▶ _Action item_:
In the entries below, go to the line containing "pub struct Host<'a, R, S, F>" and repeat it along with every later line, exactly.

▶ _Input data_:

····················

//! Operation outcome reported to the hosting agent.

use chrono::{DateTime, Utc};
use serde::Serialize;

use crate::domain::exit_code;
use crate::domain::operation::Operation;

/// Extension name the hosting agent knows this handler by.
pub const EXTENSION_NAME: &str = "Microsoft.EnterpriseCloud.Monitoring.OmsAgentForLinux";

#[derive(Debug, Clone, Copy, PartialEq, Eq, Serialize)]
#[serde(rename_all = "lowercase")]
pub enum StatusState {
    Success,
    Failed,
}

/// One operation outcome: what the status sink receives.
#[derive(Debug, Clone, PartialEq, Eq)]
pub struct StatusReport {
    /// Operation name, or `Unknown` when none could be parsed.
    pub operation: String,
    pub exit_code: i32,
    pub state: StatusState,
    pub message: String,
}

impl StatusReport {
    #[must_use]
    pub fn new(operation: impl Into<String>, exit_code: i32, message: impl Into<String>) -> Self {
        let state = if exit_code == exit_code::SUCCESS {
            StatusState::Success
        } else {
            StatusState::Failed
        };
        Self {
            operation: operation.into(),
            exit_code,
            state,
            message: message.into(),
        }
    }
}

/// Message for an operation that returned `code` without a named failure.
#[must_use]
pub fn outcome_message(operation: Operation, code: i32) -> String {
    match (operation, code) {
        (_, exit_code::SUCCESS) => format!("{operation} succeeded"),
        (Operation::Install, exit_code::GENERIC_FAILURE) => "Install failed with exit code 1. \
Please check that dependencies are installed. For details, check logs in \
/var/log/azure/Microsoft.EnterpriseCloud.Monitoring.OmsAgentForLinux"
            .to_string(),
        (Operation::Install, exit_code::PACKAGE_MANAGER_LOCKED) => format!(
            "Install failed with exit code {code} because the package manager on the VM is \
currently locked: please wait and try again"
        ),
        _ => format!("{operation} failed with exit code {code}"),
    }
}

/// On-disk status document: a one-element array in the hosting agent's format.
#[derive(Debug, Serialize)]
pub struct StatusDocument {
    pub version: String,
    #[serde(rename = "timestampUTC")]
    pub timestamp_utc: String,
    pub status: StatusBody,
}

#[derive(Debug, Serialize)]
#[serde(rename_all = "camelCase")]
pub struct StatusBody {
    pub name: String,
    pub operation: String,
    pub status: StatusState,
    /// The hosting agent expects the code as a string.
    pub code: String,
    pub formatted_message: FormattedMessage,
}

#[derive(Debug, Serialize)]
pub struct FormattedMessage {
    pub lang: String,
    pub message: String,
}

impl StatusDocument {
    #[must_use]
    pub fn new(report: &StatusReport, version: &str, now: DateTime<Utc>) -> Self {
        Self {
            version: version.to_string(),
            timestamp_utc: now.format("%Y-%m-%dT%H:%M:%SZ").to_string(),
            status: StatusBody {
                name: EXTENSION_NAME.to_string(),
                operation: report.operation.clone(),
                status: report.state,
                code: report.exit_code.to_string(),
                formatted_message: FormattedMessage {
                    lang: "en-US".to_string(),
                    message: report.message.clone(),
                },
            },
        }
    }
}
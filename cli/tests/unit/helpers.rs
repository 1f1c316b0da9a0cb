//! Shared test helpers: scripted fakes for the application ports.

#![allow(dead_code)]

use std::cell::RefCell;
use std::collections::{BTreeMap, BTreeSet, VecDeque};
use std::path::{Path, PathBuf};
use std::process::{ExitStatus, Output};
use std::time::Duration;

use anyhow::{Result, anyhow};
use omsagent_handler::application::ports::{CommandRunner, HostFs, SettingsProvider, Sleeper};
use omsagent_handler::application::services::Host;
use omsagent_handler::domain::{HandlerConfig, HandlerSettings, ProtectedSettings, PublicSettings};

pub const WORKSPACE_ID: &str = "2d8c6c4e-8a0f-4d6b-9a3e-1c2b3d4e5f60";
pub const OTHER_WORKSPACE_ID: &str = "aaaaaaaa-bbbb-cccc-dddd-eeeeeeeeeeee";
/// `"workspace-key"` in standard base64.
pub const WORKSPACE_KEY: &str = "d29ya3NwYWNlLWtleQ==";

pub const UBUNTU_1604: &str = "NAME=\"Ubuntu\"\nID=ubuntu\nVERSION_ID=\"16.04\"\n";

// ── Cross-platform ExitStatus construction ───────────────────────────────────

/// Build an `ExitStatus` from a logical exit code.
///
/// On Unix the raw wait-status encodes the exit code in bits 8–15, so we shift.
#[cfg(unix)]
pub fn exit_status(code: i32) -> ExitStatus {
    use std::os::unix::process::ExitStatusExt;
    ExitStatus::from_raw(code << 8)
}

#[cfg(windows)]
pub fn exit_status(code: i32) -> ExitStatus {
    use std::os::windows::process::ExitStatusExt;
    #[allow(clippy::cast_sign_loss)]
    ExitStatus::from_raw(code as u32)
}

// ── Command runner ───────────────────────────────────────────────────────────

/// One scripted answer from `FakeRunner`.
#[derive(Debug, Clone)]
pub enum Reply {
    /// Exit with a code and UTF-8 output.
    Exit(i32, String),
    /// Exit with a code and arbitrary output bytes.
    Raw(i32, Vec<u8>),
    /// The shell could not be spawned.
    SpawnError,
}

pub fn exit(code: i32, output: &str) -> Reply {
    Reply::Exit(code, output.to_string())
}

/// `CommandRunner` answering from scripts keyed by a command substring.
///
/// The first script whose needle occurs in the command line answers. Replies
/// are consumed in order and the last one repeats. Unscripted commands exit
/// 127 like a missing binary.
#[derive(Default)]
pub struct FakeRunner {
    scripts: RefCell<Vec<(String, VecDeque<Reply>)>>,
    calls: RefCell<Vec<String>>,
    stdin: RefCell<Vec<Vec<u8>>>,
}

impl FakeRunner {
    pub fn new() -> Self {
        Self::default()
    }

    #[must_use]
    pub fn on(self, needle: &str, replies: impl IntoIterator<Item = Reply>) -> Self {
        self.scripts
            .borrow_mut()
            .push((needle.to_string(), replies.into_iter().collect()));
        self
    }

    /// Every command line run, in order.
    pub fn calls(&self) -> Vec<String> {
        self.calls.borrow().clone()
    }

    /// How many command lines containing `needle` were run.
    pub fn count(&self, needle: &str) -> usize {
        self.calls.borrow().iter().filter(|c| c.contains(needle)).count()
    }

    /// Bytes passed on stdin, one entry per `run_with_stdin` call.
    pub fn stdin_inputs(&self) -> Vec<Vec<u8>> {
        self.stdin.borrow().clone()
    }

    fn answer(&self, command: &str) -> Result<Output> {
        self.calls.borrow_mut().push(command.to_string());
        let mut scripts = self.scripts.borrow_mut();
        let reply = scripts
            .iter_mut()
            .find(|(needle, _)| command.contains(needle.as_str()))
            .and_then(|(_, replies)| {
                if replies.len() > 1 {
                    replies.pop_front()
                } else {
                    replies.front().cloned()
                }
            })
            .unwrap_or_else(|| exit(127, "sh: command not found"));
        match reply {
            Reply::Exit(code, out) => Ok(output(code, out.into_bytes())),
            Reply::Raw(code, bytes) => Ok(output(code, bytes)),
            Reply::SpawnError => Err(anyhow!("failed to spawn /bin/sh")),
        }
    }
}

fn output(code: i32, stdout: Vec<u8>) -> Output {
    Output {
        status: exit_status(code),
        stdout,
        stderr: Vec::new(),
    }
}

impl CommandRunner for FakeRunner {
    async fn run(&self, command: &str) -> Result<Output> {
        self.answer(command)
    }

    async fn run_with_stdin(&self, command: &str, input: &[u8]) -> Result<Output> {
        self.stdin.borrow_mut().push(input.to_vec());
        self.answer(command)
    }
}

// ── Sleeper ──────────────────────────────────────────────────────────────────

/// Records requested sleeps without waiting.
#[derive(Default)]
pub struct RecordingSleeper {
    sleeps: RefCell<Vec<Duration>>,
}

impl RecordingSleeper {
    pub fn sleeps(&self) -> Vec<Duration> {
        self.sleeps.borrow().clone()
    }
}

impl Sleeper for RecordingSleeper {
    async fn sleep(&self, duration: Duration) {
        self.sleeps.borrow_mut().push(duration);
    }
}

// ── Filesystem ───────────────────────────────────────────────────────────────

/// In-memory `HostFs`.
#[derive(Default)]
pub struct FakeFs {
    files: BTreeMap<PathBuf, String>,
    dirs: BTreeMap<PathBuf, Vec<String>>,
    existing: BTreeSet<PathBuf>,
    executable: RefCell<Vec<PathBuf>>,
    chmod_fails: bool,
}

impl FakeFs {
    pub fn new() -> Self {
        Self::default()
    }

    /// A readable file.
    #[must_use]
    pub fn with_file(mut self, path: impl Into<PathBuf>, content: &str) -> Self {
        let path = path.into();
        self.existing.insert(path.clone());
        self.files.insert(path, content.to_string());
        self
    }

    /// A path that exists but whose content the test does not care about.
    #[must_use]
    pub fn with_path(mut self, path: impl Into<PathBuf>) -> Self {
        self.existing.insert(path.into());
        self
    }

    /// A directory tree below `root`, given as the names of every directory in it.
    #[must_use]
    pub fn with_dirs(mut self, root: impl Into<PathBuf>, names: &[&str]) -> Self {
        let root = root.into();
        self.existing.insert(root.clone());
        self.dirs
            .insert(root, names.iter().map(ToString::to_string).collect());
        self
    }

    #[must_use]
    pub fn with_failing_chmod(mut self) -> Self {
        self.chmod_fails = true;
        self
    }

    pub fn made_executable(&self) -> Vec<PathBuf> {
        self.executable.borrow().clone()
    }
}

impl HostFs for FakeFs {
    fn exists(&self, path: &Path) -> bool {
        self.existing.contains(path)
    }

    fn read_to_string(&self, path: &Path) -> Result<String> {
        self.files
            .get(path)
            .cloned()
            .ok_or_else(|| anyhow!("reading {}: No such file or directory", path.display()))
    }

    fn subdirectory_names(&self, root: &Path) -> Result<Vec<String>> {
        self.dirs
            .get(root)
            .cloned()
            .ok_or_else(|| anyhow!("listing directory {}: No such file or directory", root.display()))
    }

    fn set_owner_executable(&self, path: &Path) -> Result<()> {
        if self.chmod_fails {
            return Err(anyhow!("Operation not permitted"));
        }
        self.executable.borrow_mut().push(path.to_path_buf());
        Ok(())
    }
}

// ── Settings ─────────────────────────────────────────────────────────────────

/// `SettingsProvider` returning fixed settings.
pub struct FakeSettings(pub HandlerSettings);

impl SettingsProvider for FakeSettings {
    async fn settings(&self) -> Result<HandlerSettings> {
        Ok(self.0.clone())
    }
}

pub fn public(workspace_id: Option<&str>, stop_on_multiple_connections: Option<bool>) -> PublicSettings {
    PublicSettings {
        workspace_id: workspace_id.map(ToString::to_string),
        stop_on_multiple_connections,
    }
}

pub fn protected(workspace_key: Option<&str>) -> ProtectedSettings {
    ProtectedSettings {
        workspace_key: workspace_key.map(ToString::to_string),
        ..ProtectedSettings::default()
    }
}

/// Complete, valid settings for `WORKSPACE_ID`.
pub fn valid_settings(stop_on_multiple_connections: Option<bool>) -> FakeSettings {
    FakeSettings(HandlerSettings {
        public: Some(public(Some(WORKSPACE_ID), stop_on_multiple_connections)),
        protected: Ok(Some(protected(Some(WORKSPACE_KEY)))),
    })
}

// ── Host ─────────────────────────────────────────────────────────────────────

pub const HANDLER_DIR: &str = "/var/lib/waagent/omsagent-handler";

pub fn host<'a>(
    runner: &'a FakeRunner,
    sleeper: &'a RecordingSleeper,
    fs: &'a FakeFs,
    config: &'a HandlerConfig,
) -> Host<'a, FakeRunner, RecordingSleeper, FakeFs> {
    Host {
        runner,
        sleeper,
        fs,
        config,
        handler_dir: Path::new(HANDLER_DIR),
    }
}
//! CLI argument parsing with clap derive

use std::path::PathBuf;

use anyhow::Result;
use clap::Parser;

use crate::app::HandlerContext;
use crate::commands;
use crate::infra::{config::YamlConfigStore, logging};

/// Install, onboard and manage the OMS agent for Linux
#[derive(Parser)]
#[command(name = "omsagent-handler", version)]
pub struct Cli {
    /// Lifecycle operation: install, enable, disable, uninstall or update.
    /// Leading `-` or `/` are accepted (`-enable`, `/install`).
    #[arg(allow_hyphen_values = true, value_name = "OPERATION")]
    pub operation: Option<String>,

    /// Handler configuration file (YAML)
    #[arg(long, env = "OMSAGENT_HANDLER_CONFIG", value_name = "PATH")]
    pub config: Option<PathBuf>,
}

impl Cli {
    /// Run the requested operation and return the process exit code.
    ///
    /// # Errors
    ///
    /// Returns an error only if the handler cannot be set up (unreadable
    /// configuration); operation failures are reported as exit codes.
    pub async fn run(self) -> Result<i32> {
        let config = YamlConfigStore::new(self.config).load()?;
        let ctx = HandlerContext::new(config)?;

        logging::init(ctx.environment.log_folder());
        if let Some(e) = &ctx.environment_error {
            tracing::warn!("Using default handler folders: {e}");
        }

        let requested = self.operation.unwrap_or_default();
        Ok(commands::run(&ctx, &requested).await)
    }
}
//! Infrastructure implementation of the `StatusSink` port.
//!
//! `StatusFileSink` writes `<status_folder>/<seq>.status` with an atomic
//! write (temp file + rename) so the hosting agent never reads a partial file.

use std::path::PathBuf;

use anyhow::{Context, Result};
use chrono::Utc;

use crate::application::ports::StatusSink;
use crate::domain::StatusReport;
use crate::domain::status::StatusDocument;

/// Status file writer for one settings sequence number.
pub struct StatusFileSink {
    path: PathBuf,
    version: String,
}

impl StatusFileSink {
    #[must_use]
    pub fn new(status_folder: PathBuf, sequence_number: u64, version: impl Into<String>) -> Self {
        Self {
            path: status_folder.join(format!("{sequence_number}.status")),
            version: version.into(),
        }
    }

    #[must_use]
    pub fn path(&self) -> &std::path::Path {
        &self.path
    }
}

impl StatusSink for StatusFileSink {
    fn report(&self, report: &StatusReport) -> Result<()> {
        if let Some(parent) = self.path.parent() {
            std::fs::create_dir_all(parent)
                .with_context(|| format!("creating directory {}", parent.display()))?;
        }
        let document = [StatusDocument::new(report, &self.version, Utc::now())];
        let content = serde_json::to_string(&document).context("serializing status")?;

        let temp_path = self.path.with_extension("status.tmp");
        std::fs::write(&temp_path, &content)
            .with_context(|| format!("writing temp file {}", temp_path.display()))?;
        std::fs::rename(&temp_path, &self.path)
            .with_context(|| format!("finalizing status file {}", self.path.display()))?;
        Ok(())
    }
}
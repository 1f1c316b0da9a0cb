//! Operation dispatch: outcome → status report.

use omsagent_handler::commands::{execute, status_for};
use omsagent_handler::domain::{HandlerConfig, HandlerSettings, Operation, StatusState};

use crate::helpers::{
    FakeFs, FakeRunner, FakeSettings, RecordingSleeper, UBUNTU_1604, exit, host, valid_settings,
};

#[tokio::test]
async fn update_is_a_successful_no_op() {
    let config = HandlerConfig::default();
    let runner = FakeRunner::new();
    let sleeper = RecordingSleeper::default();
    let fs = FakeFs::new();

    let outcome = execute(
        &host(&runner, &sleeper, &fs, &config),
        &valid_settings(None),
        Operation::Update,
    )
    .await;
    let status = status_for(Operation::Update, &outcome);

    assert_eq!(status.exit_code, 0);
    assert_eq!(status.state, StatusState::Success);
    assert_eq!(status.message, "Update succeeded");
    assert!(runner.calls().is_empty());
}

#[tokio::test]
async fn missing_workspace_id_reports_parameter_failure() {
    let config = HandlerConfig::default();
    let runner = FakeRunner::new();
    let sleeper = RecordingSleeper::default();
    let fs = FakeFs::new().with_file(&config.paths.os_release, UBUNTU_1604);
    let settings = FakeSettings(HandlerSettings {
        public: Some(Default::default()),
        protected: Ok(None),
    });

    let outcome = execute(&host(&runner, &sleeper, &fs, &config), &settings, Operation::Install).await;
    let status = status_for(Operation::Install, &outcome);

    assert_eq!(status.exit_code, 11);
    assert_eq!(
        status.message,
        "Install failed due to a missing parameter: Workspace ID must be provided"
    );
}

#[tokio::test]
async fn install_exit_one_carries_dependency_hint() {
    let config = HandlerConfig::default();
    let runner = FakeRunner::new().on("--upgrade", [exit(1, "missing dependency")]);
    let sleeper = RecordingSleeper::default();
    let fs = FakeFs::new().with_file(&config.paths.os_release, UBUNTU_1604);

    let outcome = execute(
        &host(&runner, &sleeper, &fs, &config),
        &valid_settings(None),
        Operation::Install,
    )
    .await;
    let status = status_for(Operation::Install, &outcome);

    assert_eq!(status.exit_code, 1);
    assert_eq!(status.state, StatusState::Failed);
    assert!(status.message.contains("Please check that dependencies are installed"));
}

#[tokio::test]
async fn disable_exit_code_is_reported_verbatim() {
    let config = HandlerConfig::default();
    let runner = FakeRunner::new().on("disable", [exit(4, "")]);
    let sleeper = RecordingSleeper::default();
    let fs = FakeFs::new().with_path(&config.paths.service_control);

    let outcome = execute(
        &host(&runner, &sleeper, &fs, &config),
        &valid_settings(None),
        Operation::Disable,
    )
    .await;
    let status = status_for(Operation::Disable, &outcome);

    assert_eq!(status.exit_code, 4);
    assert_eq!(status.message, "Disable failed with exit code 4");
}
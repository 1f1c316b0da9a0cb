//! Application services: use-case orchestration.
//!
//! Each service module implements a single use-case by composing domain logic
//! with port trait calls. Services import only from `crate::domain` and
//! `crate::application::ports`: never from `crate::infra`, `crate::commands`,
//! or `crate::cli`.

pub mod conflict;
pub mod disable;
pub mod enable;
pub mod install;
pub mod retry;
pub mod uninstall;

use std::path::Path;

use crate::application::ports::HostFs;
use crate::domain::{HandlerConfig, HandlerError, HostDistro};

/// The host-facing ports and configuration every lifecycle use-case needs.
pub struct Host<'a, R, S, F> {
    pub runner: &'a R,
    pub sleeper: &'a S,
    pub fs: &'a F,
    pub config: &'a HandlerConfig,
    /// Directory holding `HandlerEnvironment.json` and the agent bundle.
    pub handler_dir: &'a Path,
}

/// Fail with `UnsupportedOs` unless the host distro is on the whitelist.
///
/// An unreadable os-release file counts as an unknown, unsupported distro.
///
/// # Errors
///
/// Returns `HandlerError::UnsupportedOs` for unsupported or unknown distros.
pub fn ensure_supported_os(fs: &impl HostFs, os_release: &Path) -> Result<(), HandlerError> {
    let distro = fs
        .read_to_string(os_release)
        .ok()
        .and_then(|text| HostDistro::from_os_release(&text));
    match distro {
        Some(d) if d.is_supported() => Ok(()),
        Some(d) => Err(HandlerError::UnsupportedOs {
            distro: d.name,
            version: d.version,
        }),
        None => Err(HandlerError::UnsupportedOs {
            distro: "unknown".to_string(),
            version: String::new(),
        }),
    }
}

····················

▶ _Task solution_:
pub struct Host<'a, R, S, F> {
    pub runner: &'a R,
    pub sleeper: &'a S,
    pub fs: &'a F,
    pub config: &'a HandlerConfig,
    /// Directory holding `HandlerEnvironment.json` and the agent bundle.
    pub handler_dir: &'a Path,
}

/// Fail with `UnsupportedOs` unless the host distro is on the whitelist.
///
/// An unreadable os-release file counts as an unknown, unsupported distro.
///
/// # Errors
///
/// Returns `HandlerError::UnsupportedOs` for unsupported or unknown distros.
pub fn ensure_supported_os(fs: &impl HostFs, os_release: &Path) -> Result<(), HandlerError> {
    let distro = fs
        .read_to_string(os_release)
        .ok()
        .and_then(|text| HostDistro::from_os_release(&text));
    match distro {
        Some(d) if d.is_supported() => Ok(()),
        Some(d) => Err(HandlerError::UnsupportedOs {
            distro: d.name,
            version: d.version,
        }),
        None => Err(HandlerError::UnsupportedOs {
            distro: "unknown".to_string(),
            version: String::new(),
        }),
    }
}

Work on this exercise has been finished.